#### ACTIVITY
Would you write the data out once more, exactly as it is?

#### Saved entries
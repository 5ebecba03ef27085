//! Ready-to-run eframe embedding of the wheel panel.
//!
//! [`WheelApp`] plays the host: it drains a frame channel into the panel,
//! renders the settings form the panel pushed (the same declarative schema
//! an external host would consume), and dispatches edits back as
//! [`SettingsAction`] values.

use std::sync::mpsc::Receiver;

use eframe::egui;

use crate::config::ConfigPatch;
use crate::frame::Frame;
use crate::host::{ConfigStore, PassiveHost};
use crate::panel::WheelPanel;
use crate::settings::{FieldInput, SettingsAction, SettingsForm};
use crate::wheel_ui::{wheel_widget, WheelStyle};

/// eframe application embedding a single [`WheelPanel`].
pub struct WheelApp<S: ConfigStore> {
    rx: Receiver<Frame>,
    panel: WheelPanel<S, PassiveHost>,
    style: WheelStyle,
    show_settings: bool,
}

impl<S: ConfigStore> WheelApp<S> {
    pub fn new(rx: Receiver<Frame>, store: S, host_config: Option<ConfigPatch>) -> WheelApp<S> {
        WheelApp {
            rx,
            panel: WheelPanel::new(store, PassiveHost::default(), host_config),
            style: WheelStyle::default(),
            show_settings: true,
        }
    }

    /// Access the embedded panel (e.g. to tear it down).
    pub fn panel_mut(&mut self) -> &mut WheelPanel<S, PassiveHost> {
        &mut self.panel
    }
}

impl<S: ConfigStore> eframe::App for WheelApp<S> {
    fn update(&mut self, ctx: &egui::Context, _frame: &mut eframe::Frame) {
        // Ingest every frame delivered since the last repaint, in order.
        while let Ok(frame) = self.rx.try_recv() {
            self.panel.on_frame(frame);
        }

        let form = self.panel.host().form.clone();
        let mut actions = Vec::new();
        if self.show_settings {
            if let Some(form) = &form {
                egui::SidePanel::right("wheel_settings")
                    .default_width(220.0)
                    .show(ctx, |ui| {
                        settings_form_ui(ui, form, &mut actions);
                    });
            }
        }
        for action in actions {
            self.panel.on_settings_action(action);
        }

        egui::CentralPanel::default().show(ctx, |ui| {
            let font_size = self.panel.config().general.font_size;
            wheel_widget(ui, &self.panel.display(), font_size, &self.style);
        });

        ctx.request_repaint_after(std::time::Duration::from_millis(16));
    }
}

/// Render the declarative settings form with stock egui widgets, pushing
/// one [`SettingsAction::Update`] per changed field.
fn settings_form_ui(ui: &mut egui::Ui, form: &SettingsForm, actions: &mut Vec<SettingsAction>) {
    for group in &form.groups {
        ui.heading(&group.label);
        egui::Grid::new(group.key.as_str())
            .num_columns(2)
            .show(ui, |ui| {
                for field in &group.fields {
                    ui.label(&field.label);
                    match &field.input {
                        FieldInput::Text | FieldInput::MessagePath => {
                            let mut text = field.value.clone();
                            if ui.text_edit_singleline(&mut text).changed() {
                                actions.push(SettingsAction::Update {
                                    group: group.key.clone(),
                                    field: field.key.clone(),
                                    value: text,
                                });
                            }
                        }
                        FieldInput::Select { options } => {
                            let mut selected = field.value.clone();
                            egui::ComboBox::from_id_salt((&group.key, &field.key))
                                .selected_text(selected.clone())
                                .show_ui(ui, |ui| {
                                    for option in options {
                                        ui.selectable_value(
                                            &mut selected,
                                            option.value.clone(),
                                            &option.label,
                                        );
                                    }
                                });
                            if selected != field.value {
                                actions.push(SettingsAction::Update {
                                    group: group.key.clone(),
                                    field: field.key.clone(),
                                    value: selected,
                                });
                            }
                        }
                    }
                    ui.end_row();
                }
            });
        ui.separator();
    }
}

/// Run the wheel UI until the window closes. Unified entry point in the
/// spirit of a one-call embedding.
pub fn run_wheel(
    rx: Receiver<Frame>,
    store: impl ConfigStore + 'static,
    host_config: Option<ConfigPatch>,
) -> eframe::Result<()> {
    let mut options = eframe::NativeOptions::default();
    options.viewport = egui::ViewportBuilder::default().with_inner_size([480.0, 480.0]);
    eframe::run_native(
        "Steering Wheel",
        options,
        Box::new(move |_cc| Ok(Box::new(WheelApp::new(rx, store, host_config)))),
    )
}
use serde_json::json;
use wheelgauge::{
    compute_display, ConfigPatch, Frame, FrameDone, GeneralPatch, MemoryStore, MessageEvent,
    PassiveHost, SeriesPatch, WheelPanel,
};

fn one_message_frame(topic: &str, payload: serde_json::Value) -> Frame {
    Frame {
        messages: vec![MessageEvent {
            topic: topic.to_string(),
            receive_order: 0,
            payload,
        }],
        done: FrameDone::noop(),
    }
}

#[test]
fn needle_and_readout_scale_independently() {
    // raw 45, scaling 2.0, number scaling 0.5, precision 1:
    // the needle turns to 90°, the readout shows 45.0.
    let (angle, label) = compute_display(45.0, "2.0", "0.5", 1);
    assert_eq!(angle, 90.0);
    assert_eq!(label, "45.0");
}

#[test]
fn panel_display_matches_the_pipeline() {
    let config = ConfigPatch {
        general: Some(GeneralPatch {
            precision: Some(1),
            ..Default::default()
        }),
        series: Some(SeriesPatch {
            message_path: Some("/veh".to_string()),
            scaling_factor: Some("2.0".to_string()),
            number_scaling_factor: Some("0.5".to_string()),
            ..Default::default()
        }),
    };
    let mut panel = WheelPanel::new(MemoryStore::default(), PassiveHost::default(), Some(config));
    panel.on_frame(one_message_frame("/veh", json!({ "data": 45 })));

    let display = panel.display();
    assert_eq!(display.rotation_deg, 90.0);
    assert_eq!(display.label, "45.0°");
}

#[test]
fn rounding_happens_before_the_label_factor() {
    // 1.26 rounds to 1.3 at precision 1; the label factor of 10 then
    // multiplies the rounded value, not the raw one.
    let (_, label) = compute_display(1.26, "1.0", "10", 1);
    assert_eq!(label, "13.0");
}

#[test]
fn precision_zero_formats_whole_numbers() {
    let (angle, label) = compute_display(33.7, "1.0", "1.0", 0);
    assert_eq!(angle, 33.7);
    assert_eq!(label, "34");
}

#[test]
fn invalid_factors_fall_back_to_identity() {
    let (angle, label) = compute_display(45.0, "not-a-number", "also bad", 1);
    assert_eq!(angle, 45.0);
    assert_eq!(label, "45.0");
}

#### EXERCISE RESPONSE
repository 5ebecba03ef27085
//! Ready-to-run eframe embedding of the wheel panel.
//!
//! [`WheelApp`] plays the host: it drains a frame channel into the panel,
//! renders the settings form the panel pushed (the same declarative schema
//! an external host would consume), and dispatches edits back as
//! [`SettingsAction`] values.

use std::sync::mpsc::Receiver;

use eframe::egui;

use crate::config::ConfigPatch;
use crate::frame::Frame;
use crate::host::{ConfigStore, PassiveHost};
use crate::panel::WheelPanel;
use crate::settings::{FieldInput, SettingsAction, SettingsForm};
use crate::wheel_ui::{wheel_widget, WheelStyle};

/// eframe application embedding a single [`WheelPanel`].
pub struct WheelApp<S: ConfigStore> {
    rx: Receiver<Frame>,
    panel: WheelPanel<S, PassiveHost>,
    style: WheelStyle,
    show_settings: bool,
}

impl<S: ConfigStore> WheelApp<S> {
    pub fn new(rx: Receiver<Frame>, store: S, host_config: Option<ConfigPatch>) -> WheelApp<S> {
        WheelApp {
            rx,
            panel: WheelPanel::new(store, PassiveHost::default(), host_config),
            style: WheelStyle::default(),
            show_settings: true,
        }
    }

    /// Access the embedded panel (e.g. to tear it down).
    pub fn panel_mut(&mut self) -> &mut WheelPanel<S, PassiveHost> {
        &mut self.panel
    }
}

impl<S: ConfigStore> eframe::App for WheelApp<S> {
    fn update(&mut self, ctx: &egui::Context, _frame: &mut eframe::Frame) {
        // Ingest every frame delivered since the last repaint, in order.
        while let Ok(frame) = self.rx.try_recv() {
            self.panel.on_frame(frame);
        }

        let form = self.panel.host().form.clone();
        let mut actions = Vec::new();
        if self.show_settings {
            if let Some(form) = &form {
                egui::SidePanel::right("wheel_settings")
                    .default_width(220.0)
                    .show(ctx, |ui| {
                        settings_form_ui(ui, form, &mut actions);
                    });
            }
        }
        for action in actions {
            self.panel.on_settings_action(action);
        }

        egui::CentralPanel::default().show(ctx, |ui| {
            let font_size = self.panel.config().general.font_size;
            wheel_widget(ui, &self.panel.display(), font_size, &self.style);
        });

        ctx.request_repaint_after(std::time::Duration::from_millis(16));
    }
}

/// Render the declarative settings form with stock egui widgets, pushing
/// one [`SettingsAction::Update`] per changed field.
fn settings_form_ui(ui: &mut egui::Ui, form: &SettingsForm, actions: &mut Vec<SettingsAction>) {
    for group in &form.groups {
        ui.heading(&group.label);
        egui::Grid::new(group.key.as_str())
            .num_columns(2)
            .show(ui, |ui| {
                for field in &group.fields {
                    ui.label(&field.label);
                    match &field.input {
                        FieldInput::Text | FieldInput::MessagePath => {
                            let mut text = field.value.clone();
                            if ui.text_edit_singleline(&mut text).changed() {
                                actions.push(SettingsAction::Update {
                                    group: group.key.clone(),
                                    field: field.key.clone(),
                                    value: text,
                                });
                            }
                        }
                        FieldInput::Select { options } => {
                            let mut selected = field.value.clone();
                            egui::ComboBox::from_id_salt((&group.key, &field.key))
                                .selected_text(selected.clone())
                                .show_ui(ui, |ui| {
                                    for option in options {
                                        ui.selectable_value(
                                            &mut selected,
                                            option.value.clone(),
                                            &option.label,
                                        );
                                    }
                                });
                            if selected != field.value {
                                actions.push(SettingsAction::Update {
                                    group: group.key.clone(),
                                    field: field.key.clone(),
                                    value: selected,
                                });
                            }
                        }
                    }
                    ui.end_row();
                }
            });
        ui.separator();
    }
}

/// Run the wheel UI until the window closes. Unified entry point in the
/// spirit of a one-call embedding.
pub fn run_wheel(
    rx: Receiver<Frame>,
    store: impl ConfigStore + 'static,
    host_config: Option<ConfigPatch>,
) -> eframe::Result<()> {
    let mut options = eframe::NativeOptions::default();
    options.viewport = egui::ViewportBuilder::default().with_inner_size([480.0, 480.0]);
    eframe::run_native(
        "Steering Wheel",
        options,
        Box::new(move |_cc| Ok(Box::new(WheelApp::new(rx, store, host_config)))),
    )
}
use serde_json::json;
use wheelgauge::{
    compute_display, ConfigPatch, Frame, FrameDone, GeneralPatch, MemoryStore, MessageEvent,
    PassiveHost, SeriesPatch, WheelPanel,
};

fn one_message_frame(topic: &str, payload: serde_json::Value) -> Frame {
    Frame {
        messages: vec![MessageEvent {
            topic: topic.to_string(),
            receive_order: 0,
            payload,
        }],
        done: FrameDone::noop(),
    }
}

#[test]
fn needle_and_readout_scale_independently() {
    // raw 45, scaling 2.0, number scaling 0.5, precision 1:
    // the needle turns to 90°, the readout shows 45.0.
    let (angle, label) = compute_display(45.0, "2.0", "0.5", 1);
    assert_eq!(angle, 90.0);
    assert_eq!(label, "45.0");
}

#[test]
fn panel_display_matches_the_pipeline() {
    let config = ConfigPatch {
        general: Some(GeneralPatch {
            precision: Some(1),
            ..Default::default()
        }),
        series: Some(SeriesPatch {
            message_path: Some("/veh".to_string()),
            scaling_factor: Some("2.0".to_string()),
            number_scaling_factor: Some("0.5".to_string()),
            ..Default::default()
        }),
    };
    let mut panel = WheelPanel::new(MemoryStore::default(), PassiveHost::default(), Some(config));
    panel.on_frame(one_message_frame("/veh", json!({ "data": 45 })));

    let display = panel.display();
    assert_eq!(display.rotation_deg, 90.0);
    assert_eq!(display.label, "45.0°");
}

#[test]
fn rounding_happens_before_the_label_factor() {
    // 1.26 rounds to 1.3 at precision 1; the label factor of 10 then
    // multiplies the rounded value, not the raw one.
    let (_, label) = compute_display(1.26, "1.0", "10", 1);
    assert_eq!(label, "13.0");
}

#[test]
fn precision_zero_formats_whole_numbers() {
    let (angle, label) = compute_display(33.7, "1.0", "1.0", 0);
    assert_eq!(angle, 33.7);
    assert_eq!(label, "34");
}

#[test]
fn invalid_factors_fall_back_to_identity() {
    let (angle, label) = compute_display(45.0, "not-a-number", "also bad", 1);
    assert_eq!(angle, 45.0);
    assert_eq!(label, "45.0");
}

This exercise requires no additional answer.